All that jazz | 2 March 2017

Plus: a pumped-up new Jazz Age musical at The Other Palace that feels tired, melancholy and like hard work

It’s every impresario’s dream. Buy a little off-West End venue to try out stuff for fun. Andrew Lloyd Webber has snaffled up the St James Theatre (rebranded The Other Palace), which he intends to run as a warm-up track for new musicals. First off the blocks The Wild Party, a New York import set in the 1920s. We meet a couple of vaudeville veterans, Queenie and Burrs, whose romance has hit the rocks. To rekindle the flame they invite everyone they know around for a party. Hang on. A party? Booze, drugs, flirtation, seduction: the recipe for destroying a romance, not salvaging it. But never mind. The guests have started to arrive, direct from the Scott and Zelda Tribute Society. Everyone is talented, sophisticated and glamorously tragic. There’s an out-of-work diva, a washed-up boxer, a needy movie star on the rise, a gigolo named Black who only wears white and never says a word, and a pair of singing teenagers who may or may not be transvestites. Add a troupe of high-kicking flappers who specialise in collapsing on to sofas while giggling hysterically and your line-up of Jazz Age clichés is complete.

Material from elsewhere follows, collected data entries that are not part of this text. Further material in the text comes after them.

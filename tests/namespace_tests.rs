//! Namespace behaviour through the public API
//!
//! # Test Coverage
//!
//! - fluent and declarative (`ns_*`) construction
//! - prefix concatenation for nested namespaces, with and without params
//! - controller routing: mapping strings, auto-routing, per-method routes
//! - `before` filter short-circuit
//! - condition gating falling back to 404 or 405
//!
//! Every test builds its own [`Router`]; there is no shared registry.

use http::Method;
use nsrouter::namespace::{
    ns_auto_router, ns_get, ns_namespace, ns_router_any, ns_router_delete, ns_router_get,
    ns_router_head, ns_router_options, ns_router_patch, ns_router_post, ns_router_put,
};
use nsrouter::router::STANDARD_METHODS;
use nsrouter::{controller, Context, Dispatcher, Namespace, NsOption, Router};

const EXAMPLE_BODY: &str = "hello world";
const NS_NAMESPACE: &str = "/router";
const NS_PATH: &str = "/user";
const NS_NAMESPACE_PATH: &str = "/router/user";

#[derive(Default)]
pub struct TestController;

#[controller]
impl TestController {
    pub fn list(&self, ctx: &mut Context) {
        ctx.write("i am list");
    }

    pub fn get(&self, ctx: &mut Context) {
        ctx.write("i am get");
    }
}

#[derive(Default)]
pub struct ExampleController;

#[controller]
impl ExampleController {
    pub fn ping(&self, ctx: &mut Context) {
        ctx.write(EXAMPLE_BODY);
    }

    #[allow(dead_code)]
    fn hidden(&self, ctx: &mut Context) {
        ctx.write("ping method");
    }
}

fn serve(namespaces: Vec<Namespace>, method: Method, uri: &str) -> Context {
    serve_ctx(namespaces, Context::new(method, uri))
}

fn serve_ctx(namespaces: Vec<Namespace>, mut ctx: Context) -> Context {
    let mut router = Router::new();
    router.add_namespaces(namespaces).unwrap();
    Dispatcher::new(router).dispatch(&mut ctx);
    ctx
}

fn write_param(ctx: &mut Context) {
    let id = ctx.param(":id").unwrap_or_default().to_string();
    ctx.write(id);
}

#[test]
fn test_namespace_get() {
    let ns = Namespace::new("/v1").get("/user", |ctx: &mut Context| ctx.write("v1_user"));
    let ctx = serve(vec![ns], Method::GET, "/v1/user");
    assert_eq!(ctx.output.text(), "v1_user");
}

#[test]
fn test_namespace_post() {
    let ns = Namespace::new("/v1").post("/user/:id", write_param);
    let ctx = serve(vec![ns], Method::POST, "/v1/user/123");
    assert_eq!(ctx.output.text(), "123");
}

#[test]
fn test_namespace_nest() {
    let ns = Namespace::new("/v1").namespace(
        Namespace::new("/admin").get("/order", |ctx: &mut Context| ctx.write("order")),
    );
    let ctx = serve(vec![ns], Method::GET, "/v1/admin/order");
    assert_eq!(ctx.output.text(), "order");

    // only reachable under the full prefix
    let ns = Namespace::new("/v1").namespace(
        Namespace::new("/admin").get("/order", |ctx: &mut Context| ctx.write("order")),
    );
    let ctx = serve(vec![ns], Method::GET, "/admin/order");
    assert_eq!(ctx.status(), 404);
}

#[test]
fn test_namespace_nest_param() {
    let ns = Namespace::new("/v1").namespace(Namespace::new("/admin").get("/order/:id", write_param));
    let ctx = serve(vec![ns], Method::GET, "/v1/admin/order/123");
    assert_eq!(ctx.output.text(), "123");
}

#[test]
fn test_namespace_router_mapping_answers_every_method() {
    for method in STANDARD_METHODS.iter() {
        let ns = Namespace::new("/v1").router("/api/list", TestController, "*:List");
        let ctx = serve(vec![ns], method.clone(), "/v1/api/list");
        assert_eq!(ctx.output.text(), "i am list", "method {method}");
    }
}

#[test]
fn test_namespace_auto_func() {
    let ns = Namespace::new("/v1").auto_router(TestController);
    let ctx = serve(vec![ns], Method::GET, "/v1/test/list");
    assert_eq!(ctx.output.text(), "i am list");
}

#[test]
fn test_namespace_auto_unknown_action_is_404() {
    let ns = Namespace::new("/v1").auto_router(TestController);
    let ctx = serve(vec![ns], Method::GET, "/v1/test/missing");
    assert_eq!(ctx.status(), 404);
}

#[test]
fn test_namespace_filter() {
    let ns = Namespace::new("/v1")
        .filter_at("before", |ctx: &mut Context| ctx.write("this is Filter"))
        .get("/user/:id", write_param);
    let ctx = serve(vec![ns], Method::GET, "/v1/user/123");
    assert_eq!(ctx.output.text(), "this is Filter");
}

#[test]
fn test_namespace_cond_alone_is_not_found() {
    let ns = Namespace::new("/v2")
        .cond(|ctx: &Context| ctx.domain() == "api.example.com")
        .auto_router(TestController);
    let ctx = serve(vec![ns], Method::GET, "/v2/test/list");
    // a closed namespace is absent for the request, so nothing claims the path
    assert_eq!(ctx.status(), 404);
    assert_ne!(ctx.output.text(), "i am list");
}

#[test]
fn test_namespace_cond_with_competing_route_is_method_not_allowed() {
    let gated = Namespace::new("/v2")
        .cond(|ctx: &Context| ctx.domain() == "api.example.com")
        .auto_router(TestController);
    let other = Namespace::new("/v2").post("/test/list", |ctx: &mut Context| ctx.write("posted"));

    let ctx = serve(vec![gated, other], Method::GET, "/v2/test/list");
    assert_eq!(ctx.status(), 405);
    assert_eq!(ctx.output.header("allow"), Some("POST"));
}

#[test]
fn test_namespace_cond_holds() {
    let ns = Namespace::new("/v2")
        .cond(|ctx: &Context| ctx.domain() == "api.example.com")
        .auto_router(TestController);
    let ctx = serve_ctx(
        vec![ns],
        Context::new(Method::GET, "/v2/test/list").with_host("api.example.com:8080"),
    );
    assert_eq!(ctx.output.text(), "i am list");
}

#[test]
fn test_namespace_inside() {
    let ns = Namespace::with_options(
        "/v3",
        vec![
            ns_auto_router(TestController),
            ns_namespace("/shop", vec![ns_get("/order/:id", write_param)]),
        ],
    );
    let ctx = serve(vec![ns], Method::GET, "/v3/shop/order/123");
    assert_eq!(ctx.output.text(), "123");
}

#[test]
fn test_namespace_router_per_method() {
    type Register = fn(Namespace) -> Namespace;
    let cases: [(Method, Register); 7] = [
        (Method::GET, |ns| ns.router_get(NS_PATH, ExampleController::ping)),
        (Method::POST, |ns| ns.router_post(NS_PATH, ExampleController::ping)),
        (Method::PUT, |ns| ns.router_put(NS_PATH, ExampleController::ping)),
        (Method::DELETE, |ns| ns.router_delete(NS_PATH, ExampleController::ping)),
        (Method::HEAD, |ns| ns.router_head(NS_PATH, ExampleController::ping)),
        (Method::OPTIONS, |ns| ns.router_options(NS_PATH, ExampleController::ping)),
        (Method::PATCH, |ns| ns.router_patch(NS_PATH, ExampleController::ping)),
    ];

    for (method, register) in cases {
        let ns = register(Namespace::new(NS_NAMESPACE));
        let ctx = serve(vec![ns], method.clone(), NS_NAMESPACE_PATH);
        assert_eq!(ctx.output.text(), EXAMPLE_BODY, "method {method}");
    }
}

#[test]
fn test_namespace_ns_router_per_method() {
    let cases: [(Method, fn() -> NsOption); 7] = [
        (Method::GET, || ns_router_get(NS_PATH, ExampleController::ping)),
        (Method::POST, || ns_router_post(NS_PATH, ExampleController::ping)),
        (Method::PUT, || ns_router_put(NS_PATH, ExampleController::ping)),
        (Method::DELETE, || ns_router_delete(NS_PATH, ExampleController::ping)),
        (Method::HEAD, || ns_router_head(NS_PATH, ExampleController::ping)),
        (Method::OPTIONS, || ns_router_options(NS_PATH, ExampleController::ping)),
        (Method::PATCH, || ns_router_patch(NS_PATH, ExampleController::ping)),
    ];

    for (method, option) in cases {
        let ns = Namespace::new(NS_NAMESPACE).apply(option());
        let ctx = serve(vec![ns], method.clone(), NS_NAMESPACE_PATH);
        assert_eq!(ctx.output.text(), EXAMPLE_BODY, "method {method}");
    }
}

#[test]
fn test_namespace_router_get_rejects_other_methods() {
    let ns = Namespace::new(NS_NAMESPACE).router_get(NS_PATH, ExampleController::ping);
    let ctx = serve(vec![ns], Method::POST, NS_NAMESPACE_PATH);
    assert_eq!(ctx.status(), 405);
    assert_eq!(ctx.output.header("allow"), Some("GET"));
}

#[test]
fn test_namespace_router_any() {
    for method in STANDARD_METHODS.iter() {
        let ns = Namespace::new(NS_NAMESPACE).router_any(NS_PATH, ExampleController::ping);
        let ctx = serve(vec![ns], method.clone(), NS_NAMESPACE_PATH);
        assert_eq!(ctx.output.text(), EXAMPLE_BODY, "method {method}");
    }
}

#[test]
fn test_namespace_ns_router_any() {
    for method in STANDARD_METHODS.iter() {
        let ns = Namespace::new(NS_NAMESPACE).apply(ns_router_any(NS_PATH, ExampleController::ping));
        let ctx = serve(vec![ns], method.clone(), NS_NAMESPACE_PATH);
        assert_eq!(ctx.output.text(), EXAMPLE_BODY, "method {method}");
    }
}

#[test]
fn test_private_methods_are_not_actions() {
    let ns = Namespace::new("/v1").auto_router(ExampleController);
    let ctx = serve(vec![ns], Method::GET, "/v1/example/hidden");
    assert_eq!(ctx.status(), 404);

    let ns = Namespace::new("/v1").auto_router(ExampleController);
    let ctx = serve(vec![ns], Method::GET, "/v1/example/ping");
    assert_eq!(ctx.output.text(), EXAMPLE_BODY);
}

#[test]
fn test_any_route_answers_standard_methods() {
    for method in STANDARD_METHODS.iter() {
        let ns = Namespace::new("/v1").any("/all", |ctx: &mut Context| ctx.write("any"));
        let ctx = serve(vec![ns], method.clone(), "/v1/all");
        assert_eq!(ctx.output.text(), "any", "method {method}");
    }
}

#[test]
fn test_registering_twice_keeps_route_working() {
    let build = || Namespace::new("/v1").get("/user", |ctx: &mut Context| ctx.write("v1_user"));
    let mut router = Router::new();
    router.add_namespace(build()).unwrap();
    router.add_namespace(build()).unwrap();
    assert_eq!(router.namespace_count(), 2);

    let dispatcher = Dispatcher::new(router);
    let mut ctx = Context::new(Method::GET, "/v1/user");
    dispatcher.dispatch(&mut ctx);
    assert_eq!(ctx.output.text(), "v1_user");
}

The lethargic plot involves an adulterous liaison and the shooting of somebody or other. This is a classy and no doubt costly production. The tunes, the rhythms and the visual stylings brilliantly capture the atmosphere of the 1920s. But it’s hard to care about these grasping, shallow hedonistic characters and their misguided search for contentment at an orgiastic drug binge. There’s a pumped-up energy here but it feels tired, melancholy, and even, dare I say it, hard work.

A new Twelfth Night at the National. Yes, another one. The convoluted plot with its endless cross-dressing permutations doesn’t just defy logic or subvert reason, it causes drowsiness.